Закрыв дверь спальни, Хайд едва нашёл в себе силы, чтобы дойти до кровати и раздеться, а заснул он, наверное, ещё до того, как голова коснулась подушки…
Пробуждение получилось резким – словно кто-то толкнул или громко кашлянул. Но в спальне не обнаруживалось чьёго-либо присутствия. Капитан выяснил это, сначала прислушавшись, а затем открыв глаза и внимательно оглядев комнату. Отметил, что низко стоящее зимнее солнце заглядывает в окно – следовательно, проспал он не менее пяти часов, и сейчас день уже начинает склоняться к вечеру.
Хайд не имел привычки в доме друга закрывать окно своей спальни плотными шторами. Окно выходило не на дорогу, а в сад, и вечером, готовясь ко сну и по привычке перебирая в памяти события прошедшего дня или подробности интересной беседы с Тони, – а Тони вне работы был очень занимательным собеседником - капитан любил наблюдать, как медленно покидает сад закатный свет, удлиняются тени, и в уплотняющемся сумраке деревья обретают совсем другие, непривычные очертания… К слову, пару раз в процессе такого наблюдения он нашёл нестандартные пути решения для спорных вопросов.
А весной, когда розовеюще-сливочная томность цветущих яблонь словно впитывала краски заката, капитан просто распахивал створки окна и слушал ночь… И голова кружилась, как в юности, от нежно-горьковатого аромата и отчаянной страсти в пении соловьёв…
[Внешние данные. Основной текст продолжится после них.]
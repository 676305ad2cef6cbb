//! Field-level validation engine.
//!
//! Rules are declared on `FieldInfo` and checked against an entity's current
//! row, after each value is checked against its declared column kind. The
//! engine never short-circuits: every violation on every field is collected
//! so a failed commit can report the full picture at once.

use crate::error::{ValidationError, ViolationKind};
use crate::field::FieldInfo;
use crate::value::Value;

/// Validate a row against its field metadata.
///
/// `key` is the entity's store key if it has one, used only for reporting.
#[must_use]
pub fn validate_row(
    table: &'static str,
    key: Option<i64>,
    fields: &[FieldInfo],
    row: &[(&'static str, Value)],
) -> ValidationError {
    let mut errors = ValidationError::new();

    for field in fields {
        if field.key {
            continue;
        }
        let value = row
            .iter()
            .find(|(col, _)| *col == field.column)
            .map(|(_, v)| v);
        if let Some(value) = value {
            if !value.is_null() && !value.matches_kind(field.kind) {
                errors.add(
                    table,
                    key,
                    field.name,
                    ViolationKind::WrongKind,
                    format!(
                        "must be {}, got {}",
                        field.kind.name(),
                        value.type_name()
                    ),
                );
                continue;
            }
        }
        if field.has_rules() {
            check_field(table, key, field, value, &mut errors);
        }
    }

    if !errors.is_empty() {
        tracing::debug!(
            table,
            ?key,
            violations = errors.violations.len(),
            "Row failed validation"
        );
    }
    errors
}

fn check_field(
    table: &'static str,
    key: Option<i64>,
    field: &FieldInfo,
    value: Option<&Value>,
    errors: &mut ValidationError,
) {
    let absent = match value {
        None | Some(Value::Null) => true,
        Some(Value::Text(s)) => s.is_empty(),
        Some(_) => false,
    };

    if field.required && absent {
        errors.add(table, key, field.name, ViolationKind::Required, "is required");
        return;
    }
    let Some(value) = value else { return };
    if value.is_null() {
        return;
    }

    if let Value::Text(text) = value {
        let chars = text.chars().count();
        if let Some(min) = field.min_length {
            if chars < min {
                errors.add(
                    table,
                    key,
                    field.name,
                    ViolationKind::MinLength,
                    format!("must be at least {min} characters, got {chars}"),
                );
            }
        }
        if let Some(max) = field.max_length {
            if chars > max {
                errors.add(
                    table,
                    key,
                    field.name,
                    ViolationKind::MaxLength,
                    format!("must be at most {max} characters, got {chars}"),
                );
            }
        }
        if let Some(pattern) = field.pattern {
            match regex::Regex::new(pattern) {
                Ok(re) => {
                    if !re.is_match(text) {
                        errors.add(
                            table,
                            key,
                            field.name,
                            ViolationKind::Pattern,
                            format!("must match pattern '{pattern}'"),
                        );
                    }
                }
                Err(err) => {
                    tracing::warn!(field = field.name, pattern, %err, "Invalid field pattern");
                }
            }
        }
    }

    if let Some(n) = value.as_i64() {
        if let Some(min) = field.min {
            if n < min {
                errors.add(
                    table,
                    key,
                    field.name,
                    ViolationKind::Min,
                    format!("must be at least {min}, got {n}"),
                );
            }
        }
        if let Some(max) = field.max {
            if n > max {
                errors.add(
                    table,
                    key,
                    field.name,
                    ViolationKind::Max,
                    format!("must be at most {max}, got {n}"),
                );
            }
        }
    }
}

#[cfg(test)]
mod tests {
    use super::*;
    use crate::value::ValueKind;

    fn name_field() -> FieldInfo {
        FieldInfo::new("name", ValueKind::Text)
            .required(true)
            .max_length(10)
    }

    #[test]
    fn required_rejects_empty_text() {
        let fields = [name_field()];
        let row = [("name", Value::Text(String::new()))];
        let errs = validate_row("players", None, &fields, &row);
        assert_eq!(errs.violations.len(), 1);
        assert_eq!(errs.violations[0].kind, ViolationKind::Required);
    }

    #[test]
    fn required_rejects_missing_column() {
        let fields = [name_field()];
        let errs = validate_row("players", Some(1), &fields, &[]);
        assert_eq!(errs.violations.len(), 1);
        assert_eq!(errs.violations[0].key, Some(1));
    }

    #[test]
    fn max_length_enforced() {
        let fields = [name_field()];
        let row = [("name", Value::Text("a".repeat(11)))];
        let errs = validate_row("players", None, &fields, &row);
        assert_eq!(errs.violations[0].kind, ViolationKind::MaxLength);
    }

    #[test]
    fn pattern_enforced() {
        let fields = [FieldInfo::new("code", ValueKind::Text).pattern("^[A-Z]{3}$")];
        let ok = [("code", Value::Text("ABC".into()))];
        let bad = [("code", Value::Text("abc".into()))];
        assert!(validate_row("teams", None, &fields, &ok).is_empty());
        assert_eq!(
            validate_row("teams", None, &fields, &bad).violations[0].kind,
            ViolationKind::Pattern
        );
    }

    #[test]
    fn numeric_bounds_enforced() {
        let fields = [FieldInfo::new("age", ValueKind::Int).min(0).max(120)];
        let low = [("age", Value::Int(-1))];
        let high = [("age", Value::Int(130))];
        let fine = [("age", Value::Int(25))];
        assert_eq!(
            validate_row("players", None, &fields, &low).violations[0].kind,
            ViolationKind::Min
        );
        assert_eq!(
            validate_row("players", None, &fields, &high).violations[0].kind,
            ViolationKind::Max
        );
        assert!(validate_row("players", None, &fields, &fine).is_empty());
    }

    #[test]
    fn declared_kind_enforced() {
        let fields = [FieldInfo::new("age", ValueKind::Int).min(0)];
        let wrong = [("age", Value::Text("old".into()))];
        let errs = validate_row("players", None, &fields, &wrong);
        assert_eq!(errs.violations.len(), 1);
        assert_eq!(errs.violations[0].kind, ViolationKind::WrongKind);
        assert!(errs.violations[0].message.contains("INTEGER"));
    }

    #[test]
    fn kind_checked_even_without_rules() {
        let fields = [FieldInfo::new("coach", ValueKind::Text).nullable(true)];
        let wrong = [("coach", Value::Int(3))];
        assert_eq!(
            validate_row("teams", None, &fields, &wrong).violations[0].kind,
            ViolationKind::WrongKind
        );
        let null = [("coach", Value::Null)];
        assert!(validate_row("teams", None, &fields, &null).is_empty());
    }

    #[test]
    fn int_widens_into_bigint_column() {
        let fields = [FieldInfo::new("rank", ValueKind::BigInt)];
        let row = [("rank", Value::Int(5))];
        assert!(validate_row("players", None, &fields, &row).is_empty());
    }

    #[test]
    fn optional_field_skips_rules_when_null() {
        let fields = [FieldInfo::new("nick", ValueKind::Text)
            .nullable(true)
            .min_length(2)];
        let row = [("nick", Value::Null)];
        assert!(validate_row("players", None, &fields, &row).is_empty());
    }

    #[test]
    fn all_violations_reported_together() {
        let fields = [
            name_field(),
            FieldInfo::new("age", ValueKind::Int).min(0),
        ];
        let row = [
            ("name", Value::Text(String::new())),
            ("age", Value::Int(-3)),
        ];
        let errs = validate_row("players", None, &fields, &row);
        assert_eq!(errs.violations.len(), 2);
    }
}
Сейчас со двора (но не из сада) доносился невнятный шум голосов и весёлой суеты. «Молодёжь проснулась!» - Но не этот шум был причиной пробуждения Хайда. Вместе с ощущением лёгкого раздрая из-за сбитого режима во всём его существе поселилось чувство неясной тревоги и опасение опоздать – непонятно куда. Определённо, ему что-то снилось. Однако из сна его вышвырнуло, как камень из катапульты, - и он сразу же забыл всё увиденное.
Вспомнив, что Тони обещал «чистосердечное признание», капитан до хруста в суставах потянулся, с удивлением отметив, что кратковременный отдых унёс всю усталость, и, встав с кровати, решительно направился в уборную – перед сном до «удобств» он так и не добрался, да и освежиться под душем совсем не помешает.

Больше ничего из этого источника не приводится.